Fig. 3: Automated deep cell phenotyping from multiplexed imaging using TYPEx.

a Using a cell-by-marker intensity matrix and cell-type defining config file as input, TYPEx performs four steps: cell stratification through combination of existing methods (1–3), marker positivity detection, cell-type assignment and tissue segmentation. b To determine marker positivity, each cluster derived from the cell-stratification step is compared pairwise with all other clusters, and for each marker, the probability that a random cell from the given cluster has a higher intensity of that marker than cells from another cluster is calculated.

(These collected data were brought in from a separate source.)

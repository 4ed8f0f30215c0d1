//! Wire shape of the authority's `AUTORIZACION` document.
//!
//! ```text
//! <AUTORIZACION version="1.0">
//!   <CAF version="1.0">
//!     <DA>
//!       <RE/> <RS/> <TD/> <RNG><D/><H/></RNG> <FA/>
//!       <RSAPK><M/><E/></RSAPK> <IDK/>
//!     </DA>
//!     <FRMA algoritmo="SHA1withRSA">base64</FRMA>
//!   </CAF>
//!   <RSASK>PEM</RSASK>
//!   <RSAPUBK>PEM</RSAPUBK>
//! </AUTORIZACION>
//! ```
//!
//! Every leaf is kept as the literal text of the document. The signed byte
//! string is built from those texts, so nothing is parsed or re-formatted
//! until the signature has been checked.

use std::borrow::Cow;

use serde::Deserialize;

use crate::caf::error::CafError;

/// Character encoding the document was read with.
#[derive(Debug, Clone, Copy, Default, PartialEq, Eq)]
pub enum TextEncoding {
    #[default]
    Utf8,
    /// ISO-8859-1, the encoding the SII issues CAF files in.
    Latin1,
}

impl TextEncoding {
    /// Encode `text` back into the bytes it was read from.
    pub fn encode(self, text: &str, out: &mut Vec<u8>) {
        match self {
            TextEncoding::Utf8 => out.extend_from_slice(text.as_bytes()),
            // Decoded from Latin-1, so every char is <= U+00FF.
            TextEncoding::Latin1 => out.extend(text.chars().map(|c| c as u32 as u8)),
        }
    }
}

/// Root `AUTORIZACION` element.
#[derive(Debug, Clone, Deserialize)]
#[serde(rename = "AUTORIZACION")]
pub struct CafAuthorization {
    #[serde(rename = "@version", default)]
    pub version: String,

    #[serde(rename = "CAF")]
    pub caf: CafBody,

    /// Private key the authority issues for stamping documents.
    #[serde(rename = "RSASK", default)]
    pub private_key_pem: Option<String>,

    #[serde(rename = "RSAPUBK", default)]
    pub public_key_pem: Option<String>,

    #[serde(skip)]
    pub encoding: TextEncoding,
}

/// `CAF` element: authorization data plus the authority's signature over it.
#[derive(Debug, Clone, Deserialize)]
pub struct CafBody {
    #[serde(rename = "@version", default)]
    pub version: String,

    #[serde(rename = "DA")]
    pub data: AuthorizationData,

    #[serde(rename = "FRMA")]
    pub signature: CafSignature,
}

/// `DA` element.
#[derive(Debug, Clone, Deserialize)]
pub struct AuthorizationData {
    /// Taxpayer RUT.
    #[serde(rename = "RE")]
    pub rut: String,

    /// Business name.
    #[serde(rename = "RS")]
    pub business_name: String,

    /// Document type code.
    #[serde(rename = "TD")]
    pub dte_type: String,

    #[serde(rename = "RNG")]
    pub range: RangeXml,

    /// Authorization date, `YYYY-MM-DD`.
    #[serde(rename = "FA")]
    pub issued_on: String,

    #[serde(rename = "RSAPK")]
    pub public_key: RsaPublicKeyXml,

    #[serde(rename = "IDK", default)]
    pub key_id: String,
}

/// `RNG` element, inclusive folio bounds.
#[derive(Debug, Clone, Deserialize)]
pub struct RangeXml {
    #[serde(rename = "D")]
    pub start: String,

    #[serde(rename = "H")]
    pub end: String,
}

/// `RSAPK` element, base64 big-endian modulus and exponent.
#[derive(Debug, Clone, Deserialize)]
pub struct RsaPublicKeyXml {
    #[serde(rename = "M")]
    pub modulus: String,

    #[serde(rename = "E")]
    pub exponent: String,
}

/// `FRMA` element.
#[derive(Debug, Clone, Deserialize)]
pub struct CafSignature {
    #[serde(rename = "@algoritmo", default)]
    pub algorithm: String,

    #[serde(rename = "$text", default)]
    pub value: String,
}

impl CafAuthorization {
    /// Decode a CAF document. Accepts UTF-8 and ISO-8859-1 input.
    pub fn from_xml(xml: &[u8]) -> Result<Self, CafError> {
        let (text, encoding) = decode_text(xml);
        if text.trim().is_empty() {
            return Err(CafError::Decode("empty document".to_string()));
        }

        let mut authorization: CafAuthorization =
            quick_xml::de::from_str(&text).map_err(|e| CafError::Decode(e.to_string()))?;
        authorization.encoding = encoding;
        Ok(authorization)
    }

    pub fn data(&self) -> &AuthorizationData {
        &self.caf.data
    }

    /// The byte string the authority signed:
    /// `RE RS TD D H FA M E`, concatenated without separators.
    ///
    /// Each text is trimmed of surrounding whitespace, which also covers
    /// pretty-printed `M`/`E` values. Inner text is never changed.
    pub fn signed_data(&self) -> Vec<u8> {
        let da = &self.caf.data;
        let parts = [
            da.rut.trim(),
            da.business_name.trim(),
            da.dte_type.trim(),
            da.range.start.trim(),
            da.range.end.trim(),
            da.issued_on.trim(),
            da.public_key.modulus.trim(),
            da.public_key.exponent.trim(),
        ];

        let mut out = Vec::with_capacity(parts.iter().map(|p| p.len()).sum());
        for part in parts {
            self.encoding.encode(part, &mut out);
        }
        out
    }
}

/// Read the raw bytes as text, honoring an ISO-8859-1 declaration.
fn decode_text(xml: &[u8]) -> (Cow<'_, str>, TextEncoding) {
    let xml = xml.strip_prefix(b"\xEF\xBB\xBF").unwrap_or(xml);

    if !declares_latin1(xml) {
        if let Ok(text) = std::str::from_utf8(xml) {
            return (Cow::Borrowed(text), TextEncoding::Utf8);
        }
    }

    let text: String = xml.iter().map(|&b| b as char).collect();
    (Cow::Owned(text), TextEncoding::Latin1)
}

fn declares_latin1(xml: &[u8]) -> bool {
    if !xml.starts_with(b"<?xml") {
        return false;
    }
    let end = xml
        .windows(2)
        .position(|w| w == b"?>")
        .unwrap_or(xml.len().min(128));
    let declaration = String::from_utf8_lossy(&xml[..end]).to_ascii_lowercase();
    declaration.contains("iso-8859-1") || declaration.contains("latin1")
}
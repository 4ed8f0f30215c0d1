//! Validation of SII folio authorization codes (CAF).
//!
//! A CAF is the signed XML document the Chilean tax authority issues to
//! authorize a contiguous range of folios for one taxpayer and one DTE type.
//! This crate authenticates CAFs, caches them, and answers whether a given
//! folio may be used.

pub mod caf;
pub mod config;

pub use caf::{
    CachedCafValidator, Caf, CafError, CafValidator, CacheService, DteType, FolioRange,
    MemoryCache, OracleError, UsedFolio, ValidationResult,
};
impl AssociationRJSource {
    pub(crate) fn from(source: u8, reason: u8) -> Option<AssociationRJSource> {
        use AssociationRJServiceProviderPresentationReason as Presentation;
        use AssociationRJServiceUserReason as User;

        let result = match (source, reason) {
            (1, 1) => AssociationRJSource::ServiceUser(User::NoReasonGiven),
            (1, 2) => AssociationRJSource::ServiceUser(User::ApplicationContextNameNotSupported),
            (1, 3) => AssociationRJSource::ServiceUser(User::CallingAETitleNotRecognized),
            (1, 7) => AssociationRJSource::ServiceUser(User::CalledAETitleNotRecognized),
            (1, x @ 4..=6) | (1, x @ 8..=10) => AssociationRJSource::ServiceUser(User::Reserved(x)),
            (2, 1) => AssociationRJSource::ServiceProviderASCE(
                AssociationRJServiceProviderASCEReason::NoReasonGiven,
            ),
            (2, 2) => AssociationRJSource::ServiceProviderASCE(
                AssociationRJServiceProviderASCEReason::ProtocolVersionNotSupported,
            ),
            (3, 1) => AssociationRJSource::ServiceProviderPresentation(
                Presentation::TemporaryCongestion,
            ),
            (3, 2) => {
                AssociationRJSource::ServiceProviderPresentation(Presentation::LocalLimitExceeded)
            }
            (3, x @ 0) | (3, x @ 3..=7) => {
                AssociationRJSource::ServiceProviderPresentation(Presentation::Reserved(x))
            }
            _ => {
                return None;
            }
        };
        Some(result)
    }

    /// The source and reason codes as they go on the wire.
    pub(crate) fn to_codes(self) -> (u8, u8) {
        match self {
            AssociationRJSource::ServiceUser(reason) => (
                1,
                match reason {
                    AssociationRJServiceUserReason::NoReasonGiven => 1,
                    AssociationRJServiceUserReason::ApplicationContextNameNotSupported => 2,
                    AssociationRJServiceUserReason::CallingAETitleNotRecognized => 3,
                    AssociationRJServiceUserReason::CalledAETitleNotRecognized => 7,
                    AssociationRJServiceUserReason::Reserved(code) => code,
                },
            ),
            AssociationRJSource::ServiceProviderASCE(reason) => (
                2,
                match reason {
                    AssociationRJServiceProviderASCEReason::NoReasonGiven => 1,
                    AssociationRJServiceProviderASCEReason::ProtocolVersionNotSupported => 2,
                },
            ),
            AssociationRJSource::ServiceProviderPresentation(reason) => (
                3,
                match reason {
                    AssociationRJServiceProviderPresentationReason::TemporaryCongestion => 1,
                    AssociationRJServiceProviderPresentationReason::LocalLimitExceeded => 2,
                    AssociationRJServiceProviderPresentationReason::Reserved(code) => code,
                },
            ),
        }
    }
}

Examples of probability distributions for a cluster A expressing a given marker (top left) and a cluster B that does not express that marker (top right) are illustrated. The D-score represents the maximum positive distance from the cumulative to the background distribution (bottom). c For each confidence group and across all possible D-score cutoffs (0–1 range, step 0.0001), the number of cells expressing a combination of user-provided markers is calculated. c illustrates an example for the high-confidence group in the T cells & Stroma panel using the default T-cell markers, based on which, three types of T-cell populations are defined: rare, dominant, and variable (vary depending on the dataset). The optimal cutoff minimises the rare (left) and maximises the dominant (right) T-cell subpopulations. d The ratio of rare to dominant T-cell populations against the range of D-score cutoffs. The cutoff range in which any of the dominant populations has zero cell count is not considered (grey area). At the lowest values of the D-score cutoff, the number of double-positive (CD3^+/−)CD8a⁺CD4⁺ T cells and overall Ambiguous cells increases; as the D-score cutoff exceeds the optimal, the number of single-positive CD3⁻CD8a⁺ T (overall Unassigned cells) increases. The optimal D-score cutoff, shown with a vertical black line (c, d), is determined individually for the low- and high-confidence groups in each study and panel. e To output cell densities, TYPEx uses a random forest classifier for tissue segmentation, a user-specific model, or binary masks of tissue domains as input. Source data are provided as a Source Data file.